Studio album by Reba McEntire
- Released: August 15, 1977
- Recorded: January 22, 1976 – April 13, 1977
- Studio: Woodland (Nashville, Tennessee); U.S. Recording (Nashville, Tennessee);
- Length: 31:30
- Label: Mercury
- Producer: Jerry Kennedy; Glenn Keener;

Reba McEntire chronology
|  | Reba McEntire (1977) | Out of a Dream (1979) |

Singles from Reba McEntire
- "I Don't Want to Be a One Night Stand" Released: April 1976; "(There's Nothing Like the Love) Between a Woman and a Man" Released: January 1977; "Glad I Waited Just for You" Released: July 1977;

= Reba McEntire (album) =

Reba McEntire is the debut studio album by American singer Reba McEntire. It was released on August 15, 1977, by Mercury Records. It features her first single "I Don't Want to Be a One Night Stand", as well as a cover of the Hot hit "Angel in Your Arms", the Patsy Cline hit "Why Can't He Be You", and the Jennifer Warnes hit "Right Time of the Night". Three of the album's singles cracked the Billboard Country charts, but the album was not a commercial success, failing to chart.
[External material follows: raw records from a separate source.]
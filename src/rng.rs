//! Seedable random numbers for warps, handshakes and fault injection.
//!
//! The crate needs very little randomness: a warp destination inside the arena, a link magic
//! and handshake nonce, and the coin flips of [`ChaosSocket`](crate::ChaosSocket). A small
//! PCG-XSH-RR generator (64-bit state, 32-bit output) covers all of it. Nothing here is
//! suitable for secrets.
//!
//! ```rust
//! use princess_of_fire::rng::{Pcg32, Rng, SeedableRng};
//!
//! let mut rng = Pcg32::seed_from_u64(12345);
//! let x = rng.gen_range(0..320);
//! assert!(x < 320);
//! ```

use crate::{
    report_violation,
    telemetry::{ViolationKind, ViolationSeverity},
};
use std::cell::RefCell;
use std::hash::BuildHasher;
use std::ops::Range;

const MULTIPLIER: u64 = 6364136223846793005;
const DEFAULT_STREAM: u64 = 1442695040888963407;

/// Permuted congruential generator, 32-bit output variant.
#[derive(Debug, Clone, PartialEq, Eq)]
pub struct Pcg32 {
    state: u64,
    increment: u64,
}

impl Pcg32 {
    /// Creates a generator from an initial state and a stream selector.
    #[must_use]
    pub const fn new(seed: u64, stream: u64) -> Self {
        let mut rng = Self {
            state: 0,
            increment: (stream << 1) | 1,
        };
        rng.step();
        rng.state = rng.state.wrapping_add(seed);
        rng.step();
        rng
    }

    const fn step(&mut self) {
        self.state = self
            .state
            .wrapping_mul(MULTIPLIER)
            .wrapping_add(self.increment);
    }

    #[inline]
    fn output(state: u64) -> u32 {
        let shifted = (((state >> 18) ^ state) >> 27) as u32;
        shifted.rotate_right((state >> 59) as u32)
    }
}

/// Construction from a seed or from process entropy.
pub trait SeedableRng: Sized {
    /// Builds a generator whose sequence is fixed by `seed`.
    #[must_use]
    fn seed_from_u64(seed: u64) -> Self;

    /// Builds a generator with an unpredictable seed.
    #[must_use]
    fn from_entropy() -> Self;
}

impl SeedableRng for Pcg32 {
    fn seed_from_u64(seed: u64) -> Self {
        Self::new(seed, DEFAULT_STREAM)
    }

    fn from_entropy() -> Self {
        Self::seed_from_u64(entropy_seed())
    }
}

/// A source of random bits plus the draws built on top of it.
pub trait Rng {
    /// The next 32 random bits.
    fn next_u32(&mut self) -> u32;

    /// The next 64 random bits.
    fn next_u64(&mut self) -> u64 {
        (u64::from(self.next_u32()) << 32) | u64::from(self.next_u32())
    }

    /// Draws a value of type `T`.
    fn gen<T: RandomValue>(&mut self) -> T {
        T::random(self)
    }

    /// Uniform draw from `range`, with rejection instead of modulo bias.
    ///
    /// An empty range is reported as an internal violation and yields `range.start`.
    fn gen_range(&mut self, range: Range<u32>) -> u32 {
        if range.is_empty() {
            report_violation!(
                ViolationSeverity::Error,
                ViolationKind::InternalError,
                "empty random range {}..{}",
                range.start,
                range.end
            );
            return range.start;
        }
        let span = range.end - range.start;
        // values below `floor` would make the low residues more likely
        let floor = span.wrapping_neg() % span;
        let mut draw = self.next_u32();
        while draw < floor {
            draw = self.next_u32();
        }
        range.start + draw % span
    }

    /// Uniform index into a collection of `range.end` items.
    fn gen_range_usize(&mut self, range: Range<usize>) -> usize {
        let start = u32::try_from(range.start).unwrap_or(u32::MAX);
        let end = u32::try_from(range.end).unwrap_or(u32::MAX);
        self.gen_range(start..end) as usize
    }

    /// `true` with probability `probability`, clamped to `[0, 1]`.
    fn gen_bool(&mut self, probability: f64) -> bool {
        if probability >= 1.0 {
            return true;
        }
        let cutoff = (probability.max(0.0) * f64::from(u32::MAX)) as u32;
        self.next_u32() < cutoff
    }
}

impl Rng for Pcg32 {
    #[inline]
    fn next_u32(&mut self) -> u32 {
        let previous = self.state;
        self.step();
        Self::output(previous)
    }
}

/// Types that can be drawn directly with [`Rng::gen`].
pub trait RandomValue {
    /// Draws one value from `rng`.
    fn random<R: Rng + ?Sized>(rng: &mut R) -> Self;
}

impl RandomValue for u16 {
    fn random<R: Rng + ?Sized>(rng: &mut R) -> Self {
        (rng.next_u32() >> 16) as Self
    }
}

impl RandomValue for u32 {
    fn random<R: Rng + ?Sized>(rng: &mut R) -> Self {
        rng.next_u32()
    }
}

impl RandomValue for bool {
    fn random<R: Rng + ?Sized>(rng: &mut R) -> Self {
        rng.next_u32() >> 31 == 1
    }
}

thread_local! {
    static LOCAL: RefCell<Pcg32> = RefCell::new(Pcg32::from_entropy());
}

/// Draws from a per-thread generator seeded from entropy.
///
/// ```rust
/// let nonce: u32 = princess_of_fire::rng::random();
/// # let _ = nonce;
/// ```
#[must_use]
pub fn random<T: RandomValue>() -> T {
    LOCAL.with(|rng| T::random(&mut *rng.borrow_mut()))
}

fn entropy_seed() -> u64 {
    let started = web_time::Instant::now();
    std::collections::hash_map::RandomState::new()
        .hash_one((std::thread::current().id(), started.elapsed().as_nanos()))
        .rotate_left(17)
}

#[cfg(test)]
#[allow(
    clippy::panic,
    clippy::unwrap_used,
    clippy::expect_used,
    clippy::indexing_slicing
)]
mod tests {
    use super::*;

    #[test]
    fn same_seed_same_sequence() {
        let mut a = Pcg32::seed_from_u64(42);
        let mut b = Pcg32::seed_from_u64(42);
        let left: Vec<u32> = (0..64).map(|_| a.next_u32()).collect();
        let right: Vec<u32> = (0..64).map(|_| b.next_u32()).collect();
        assert_eq!(left, right);
    }

    #[test]
    fn matches_reference_output() {
        let mut rng = Pcg32::seed_from_u64(0);
        let first: Vec<u32> = (0..5).map(|_| rng.next_u32()).collect();
        assert_eq!(
            first,
            [0x348a463f, 0x4f205a1b, 0x2946c488, 0x805e36de, 0x79f994a9]
        );
    }

    #[test]
    fn warp_draws_stay_on_screen() {
        let mut rng = Pcg32::seed_from_u64(7);
        for _ in 0..10_000 {
            assert!(rng.gen_range(0..320) < 320);
            assert!(rng.gen_range(0..240) < 240);
        }
    }

    #[test]
    fn every_value_of_a_small_range_shows_up() {
        let mut rng = Pcg32::seed_from_u64(1);
        let mut seen = [0u32; 5];
        for _ in 0..1_000 {
            seen[rng.gen_range(0..5) as usize] += 1;
        }
        assert!(seen.iter().all(|count| *count > 100), "{seen:?}");
    }

    #[test]
    fn empty_ranges_fall_back_to_start() {
        let mut rng = Pcg32::seed_from_u64(3);
        assert_eq!(rng.gen_range(10..10), 10);
        assert_eq!(rng.gen_range_usize(4..4), 4);
    }

    #[test]
    fn certain_and_impossible_events() {
        let mut rng = Pcg32::seed_from_u64(11);
        for _ in 0..100 {
            assert!(!rng.gen_bool(0.0));
            assert!(!rng.gen_bool(-1.0));
            assert!(rng.gen_bool(1.0));
            assert!(rng.gen_bool(1.5));
        }
    }

    #[test]
    fn entropy_generators_diverge() {
        let mut a = Pcg32::from_entropy();
        let mut b = Pcg32::from_entropy();
        let left: Vec<u32> = (0..4).map(|_| a.next_u32()).collect();
        let right: Vec<u32> = (0..4).map(|_| b.next_u32()).collect();
        assert_ne!(left, right);
    }
}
==Background and promotion==
McEntire signed with Mercury Records in November 1975 under producer Glenn Keener, who recorded one song with her in January 1976 in Nashville, "I Don't Want to Be a One Night Stand". Keener laid a sophisticated production style on the song, with lush strings and vocal chorus. "I Don't Want to Be a One Night Stand" was released as a single, climbing the country charts in May 1976 to peak at number 88. Coincidentally, McEntire married in June, 1976 and graduated from college in December, 1976. Mercury fired Keener during a period of downsizing, and McEntire was shifted to producer Jerry Kennedy. Kennedy supervised further recording sessions in September 1976 and April 1977. The second single, "(There's Nothing like the Love) Between a Woman and a Man", peaked at number 86 in March 1977, and the third single, "Glad I Waited Just For You" charted at number 88 in August at the same time as the album was released. None of these singles nor the album provided McEntire with royalty income—her advances and the label's production expenses were greater than sales receipts. McEntire saw her first royalty payment from the album in 1988, years after she left Mercury.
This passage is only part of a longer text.